Amid about 100 people Thursday night, only a smattering of hands went up when Willie McKether asked, “Who feels included?”
Mr. McKether, associate dean in the college of languages, literature, and social sciences at the University of Toledo, was the moderator for a conversation on diversity.
One woman, an engineering student, said she feels that her college “is for white, heterosexual men. I have to prove myself every day when I’m in the classroom, every day when I’m on campus.”
Another woman said: “One thing that bothers me is that people judge me by my skin color and people judge me before they talk to me, just because I'm brown.”
The participants, mostly students, spoke freely about race, sexual orientation, gender identity, and disabilities during the session in the student union.
Mr. McKether said the event was meant to be a conversation in which he asked questions to find out how students feel about their sense of belonging as well as having equal access to resources.
“If you feel positive about those things, great, wonderful, but if you don’t, how can we fix those things?” Mr. McKether said. “This provides a wonderful opportunity for you as students to participate in a process of looking forward.
“Tonight really is about looking to the future. You’re the generation of now because you have the chance to shape the direction of this institution as we move forward.”
Students jotted down suggestions and then spoke about them, such as making diversity education mandatory, the way alcohol education is.
The university had already planned a series of “conversations on diversity” when a black student said he was assaulted and racial slurs were used early Sunday at the off-campus fraternity house of Pi Kappa Phi.
Rayshawn Watkins, 19, of Pepper Pike, Ohio, told police that several people punched and kicked him and used slurs during a quarrel over Christmas lights that fell. Mr. Watkins said a man yelled a racial term as he approached the house.
UT President Sharon Gaber said in a campus-wide email that the university had no tolerance for violence against its students.
She said UT police were in contact with Toledo police, who are leading the investigation. A vice president of the fraternity chapter said Mr. Watkins and his friends trespassed during a private birthday party and called his account “absolutely ludicrous” and said race was not involved. Chapter operations were suspended pending the investigation, a national fraternity spokesman said.
Brad Higgs, a senior social work major, asked early in Thursday’s event for an update on the investigation. Kaye Patten, senior vice president for student affairs, said an investigation is ongoing based on the code of student conduct.
“What I’m asking the university community to do is let the process unfold,” Ms. Patten said.
Ms. Gaber, UT president since July, promoted diversity efforts when she came to the university as a candidate for the presidency.
In November, she appointed Mr. McKether as special assistant to the president for diversity to identify issues and make recommendations on recruiting and retaining minority students and faculty — and on ensuring UT offers an inclusive welcoming community.
Aside from his academic roles, Mr. McKether has been adviser to UT’s Black Student Union. He helped found a mentoring program, Brothers on the Rise, to connect black and Latino male students to faculty and community members. He is a member of the Association of Black Faculty and Staff.
He began his work several months ago by speaking with members of the campus community to understand UT’s “culture of diversity.”
“There have been these ongoing questions about why are we losing or why can we not retain faculty and staff of color at the university,” Mr. McKether told The Blade then.
UT faculty in fall of 2014, the most recent available data, was 79 percent white, while 77 percent of the staff were white. The student body that year was 67 percent white, 12 percent black, and 4 percent Hispanic.
Ms. Gaber, in her email this week, said the community conversations are the start of Mr. McKether’s “comprehensive outreach efforts across campus and in the community to gather input and develop a strategic diversity plan to continually strengthen UT’s commitment to diversity in the years ahead.”

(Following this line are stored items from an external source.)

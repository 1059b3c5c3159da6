use std::path::PathBuf;

use packlet::{
  AssetIdx, BuildError, Bundler, BundlerOptions, Graph, ImportKind, MODULE_SEPARATOR,
};

fn fixture(name: &str) -> PathBuf {
  let path = PathBuf::from(env!("CARGO_MANIFEST_DIR")).join("tests/fixtures").join(name);
  std::fs::canonicalize(path).unwrap()
}

fn bundler_for(name: &str, entry: &str) -> Bundler {
  let mut bundler = Bundler::new(BundlerOptions {
    input: Some(vec![entry.into()]),
    cwd: Some(fixture(name)),
    ..Default::default()
  })
  .unwrap();
  bundler.add_default_loaders().unwrap();
  bundler
}

async fn scan(name: &str, entry: &str) -> Bundler {
  let mut bundler = bundler_for(name, entry);
  bundler.scan().await.unwrap();
  bundler
}

async fn scan_err(name: &str, entry: &str) -> BuildError {
  bundler_for(name, entry).scan().await.unwrap_err()
}

fn find(graph: &Graph, file_name: &str) -> AssetIdx {
  graph
    .assets()
    .find(|(_, asset)| asset.path.ends_with(&format!("/{file_name}")) || asset.path.as_str() == file_name)
    .map(|(idx, _)| idx)
    .unwrap()
}

fn edges_into(graph: &Graph, target: AssetIdx) -> usize {
  graph
    .assets()
    .flat_map(|(idx, _)| graph.references(idx))
    .filter(|reference| reference.target == target)
    .count()
}

#[tokio::test]
async fn diamond_discovers_shared_dependency_once() {
  let bundler = scan("diamond", "./main.js").await;
  let graph = bundler.graph();

  assert_eq!(graph.len(), 4);
  let d = find(graph, "d.js");
  assert_eq!(edges_into(graph, d), 2);

  let main = find(graph, "main.js");
  assert_eq!(graph.entries().collect::<Vec<_>>(), vec![main]);
  let targets =
    graph.references(main).iter().map(|reference| reference.target).collect::<Vec<_>>();
  assert_eq!(targets, vec![find(graph, "b.js"), find(graph, "c.js")]);
}

#[tokio::test]
async fn cyclic_references_terminate() {
  let bundler = scan("cycle", "./a.js").await;
  let graph = bundler.graph();

  assert_eq!(graph.len(), 2);
  let a = find(graph, "a.js");
  assert_eq!(edges_into(graph, a), 1);

  let tree = bundler.dependency_tree();
  let root = tree.values().next().unwrap();
  assert_eq!(root.references.len(), 1);
  let b = root.references.values().next().unwrap();
  assert!(b.references.is_empty());
  assert_eq!(root.subtree_size, b.size);
}

#[tokio::test]
async fn missing_loader_reports_path_and_location() {
  let err = scan_err("no_loader", "./main.js").await;
  let message = err.to_string();

  let logo = fixture("no_loader").join("logo.xyz");
  assert!(message.contains(&format!("\"{}\"", logo.display())));
  assert!(message.contains("main.js:1:1"));
}

#[tokio::test]
async fn dynamic_and_static_import_keep_separate_edges() {
  let bundler = scan("dynamic_static", "./main.js").await;
  let graph = bundler.graph();

  let main = find(graph, "main.js");
  let d = find(graph, "d.js");
  let references = graph.references(main);
  assert_eq!(references.len(), 2);
  assert!(references.iter().all(|reference| reference.target == d));

  assert_eq!(references[0].metadata.kind, ImportKind::Import);
  assert!(!references[0].metadata.is_dynamic());
  assert_eq!(references[1].metadata.kind, ImportKind::DynamicImport);
  assert!(references[1].metadata.is_dynamic());

  let first = references[0].metadata.location.as_ref().unwrap();
  let second = references[1].metadata.location.as_ref().unwrap();
  assert_eq!((first.line, second.line), (1, 3));
}

#[tokio::test]
async fn builtin_modules_are_synthesized_once() {
  let bundler = scan("builtin", "./main.js").await;
  let graph = bundler.graph();

  assert_eq!(graph.len(), 3);
  let fs = graph.asset_idx("node:fs").unwrap();
  assert_eq!(edges_into(graph, fs), 2);
  assert!(graph.asset(fs).content.contains("$$module.exports = require(\"node:fs\");"));
  assert!(graph.asset_idx("node:path").is_some());

  let main = graph.asset(find(graph, "main.js"));
  assert!(main.content.contains("[\"node:fs\", \"node:path\", \"node:fs\"]"));
}

#[tokio::test]
async fn invalid_json_aborts_the_build() {
  let err = scan_err("invalid_json", "./main.js").await;
  let message = err.to_string();
  assert!(message.starts_with("Invalid JSON in \""));
  assert!(message.contains("broken.json"));
}

#[tokio::test]
async fn missing_input_is_an_error() {
  let mut bundler = Bundler::new(BundlerOptions {
    cwd: Some(fixture("diamond")),
    ..Default::default()
  })
  .unwrap();
  assert!(bundler.scan().await.is_err());
}

#[tokio::test]
async fn unresolved_import_aborts_the_build() {
  let err = scan_err("diamond", "./missing.js").await;
  assert!(err.to_string().contains("Could not resolve \"./missing.js\""));
}

#[tokio::test]
async fn writes_runtime_and_registrations() {
  let out_dir = std::env::temp_dir().join(format!("packlet-assets-{}", std::process::id()));
  let mut bundler = Bundler::new(BundlerOptions {
    input: Some(vec!["./main.js".into()]),
    cwd: Some(fixture("assets")),
    dir: Some(out_dir.to_string_lossy().into_owned()),
    ..Default::default()
  })
  .unwrap();
  bundler.add_default_loaders().unwrap();

  let output = bundler.write().await.unwrap();
  assert!(output.warnings.is_empty());
  assert_eq!(output.assets.len(), 1);
  assert_eq!(output.assets[0].filename.as_str(), "dist.js");

  let written = std::fs::read_to_string(out_dir.join("dist.js")).unwrap();
  assert_eq!(written, output.assets[0].content);
  assert!(written.starts_with(packlet_runtime_prefix()));
  assert_eq!(written.matches(MODULE_SEPARATOR.as_str()).count(), 4);
  assert!(written.contains(
    "$$register(\"main.js\", [\"data.json\", \"style.css\"], function($$module, data_0, style_1) {"
  ));
  assert!(written.contains(
    "$$register(\"data.json\", [], function($$module) {\n$$module.exports = { \"name\": \"packlet\" };\n});"
  ));
  assert!(written.contains("$$module.exports.default = \"body { color: red; }\\n\";"));

  std::fs::remove_dir_all(out_dir).unwrap();
}

fn packlet_runtime_prefix() -> &'static str {
  "var process = globalThis.process"
}

async fn node_available() -> bool {
  tokio::process::Command::new("node")
    .arg("--version")
    .output()
    .await
    .is_ok_and(|output| output.status.success())
}

#[tokio::test]
async fn emitted_bundle_runs_under_node() {
  if !node_available().await {
    eprintln!("node is not on PATH, skipping");
    return;
  }

  let out_dir = std::env::temp_dir().join(format!("packlet-run-{}", std::process::id()));
  let mut bundler = Bundler::new(BundlerOptions {
    input: Some(vec!["./main.js".into()]),
    cwd: Some(fixture("run")),
    dir: Some(out_dir.to_string_lossy().into_owned()),
    ..Default::default()
  })
  .unwrap();
  bundler.add_default_loaders().unwrap();
  bundler.write().await.unwrap();

  let output =
    tokio::process::Command::new("node").arg(out_dir.join("dist.js")).output().await.unwrap();
  std::fs::remove_dir_all(&out_dir).unwrap();
  assert!(output.status.success(), "{}", String::from_utf8_lossy(&output.stderr));

  let printed: serde_json::Value = serde_json::from_slice(&output.stdout).unwrap();
  assert_eq!(
    printed,
    serde_json::json!({
      "b": 1,
      "libIsOwnDefault": true,
      "read": "read",
      "early": "hoisted",
      "answer": 42,
      "shape": "shape",
      "count": 1,
      "lazy": "lazy",
    })
  );
}
mod ecmascript;
mod file;
mod json;

use std::{path::Path, sync::Arc};

use async_trait::async_trait;
use packlet_common::{Asset, LoaderResult, ModuleId};
use packlet_error::BuildResult;
use regex::Regex;

use crate::types::{SharedOptions, SharedResolver};

pub use self::{ecmascript::EcmascriptLoader, file::FileLoader, json::JsonLoader};

#[derive(Debug, Clone, Copy, PartialEq, Eq)]
pub enum LoaderKind {
  /// Only rewrites the content, reported references are ignored.
  ContentOnly,
  /// Rewrites the content and reports the references it found.
  EmitsReferences,
}

/// What a loader may use from the running build.
pub struct LoaderContext {
  pub options: SharedOptions,
  pub resolver: SharedResolver,
}

impl LoaderContext {
  /// The id the asset at `path` is registered under at runtime.
  pub fn module_id(&self, path: &str) -> ModuleId {
    ModuleId::from_path(path, &self.options.cwd)
  }

  /// The module id `specifier` resolves to when written in the file at `importer`.
  pub fn resolve_module_id(&self, specifier: &str, importer: &str) -> BuildResult<ModuleId> {
    let context_dir = Path::new(importer).parent().unwrap_or(self.options.cwd.as_path());
    self.resolver.resolve_project_relative(specifier, context_dir)
  }
}

#[async_trait]
pub trait Loader: Send + Sync {
  fn name(&self) -> &'static str;

  fn kind(&self) -> LoaderKind;

  /// Receives the asset produced by the previous loader of the chain.
  async fn load(&self, asset: Asset, ctx: &LoaderContext) -> BuildResult<LoaderResult>;
}

pub type SharedLoader = Arc<dyn Loader>;

/// A loader chain and the paths it applies to.
pub struct LoaderRule {
  pub pattern: Regex,
  pub loaders: Vec<SharedLoader>,
}

impl LoaderRule {
  pub fn new(pattern: Regex, loaders: Vec<SharedLoader>) -> Self {
    Self { pattern, loaders }
  }

  pub fn matches(&self, path: &str) -> bool {
    self.pattern.is_match(path)
  }
}
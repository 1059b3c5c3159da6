mod bundler;
mod chunker;
mod graph;
mod loaders;
mod output;
mod types;
mod utils;

use packlet_error::BuildResult;

pub use crate::{
  bundler::Bundler,
  chunker::{Chunker, DefaultChunker},
  graph::{DependencyNode, DependencyTree, Graph},
  loaders::{
    EcmascriptLoader, FileLoader, JsonLoader, Loader, LoaderContext, LoaderKind, LoaderRule,
    SharedLoader,
  },
  output::{DefaultOutput, MODULE_SEPARATOR, Output},
  types::bundle_output::BundleOutput,
};
pub use packlet_common::*;
pub use packlet_error::{BuildDiagnostic, BuildError};

/// Bundles `entry` and everything it references into `<output_dir>/dist.js`, with the default
/// loader table.
pub async fn bundle(
  entry: impl Into<InputItem>,
  output_dir: impl Into<String>,
) -> BuildResult<BundleOutput> {
  let mut bundler = Bundler::new(BundlerOptions {
    input: Some(vec![entry.into()]),
    dir: Some(output_dir.into()),
    ..Default::default()
  })?;
  bundler.add_default_loaders()?;
  bundler.write().await
}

Another conversation with students is scheduled from 6 p.m. to 8 p.m. Wednesday in Room 100, Health Education Building, on the Health Science Campus, the former Medical College of Ohio. A faculty conversation is to be from 5:30 to 7:30 p.m. Tuesday in Room 103, Health Education Building. The staff session is noon to 2 p.m. Thursday in the same room.
A conversation open to all will be held from 6 to 8 p.m. Monday in the Kent branch of the Toledo-Lucas County Public Library.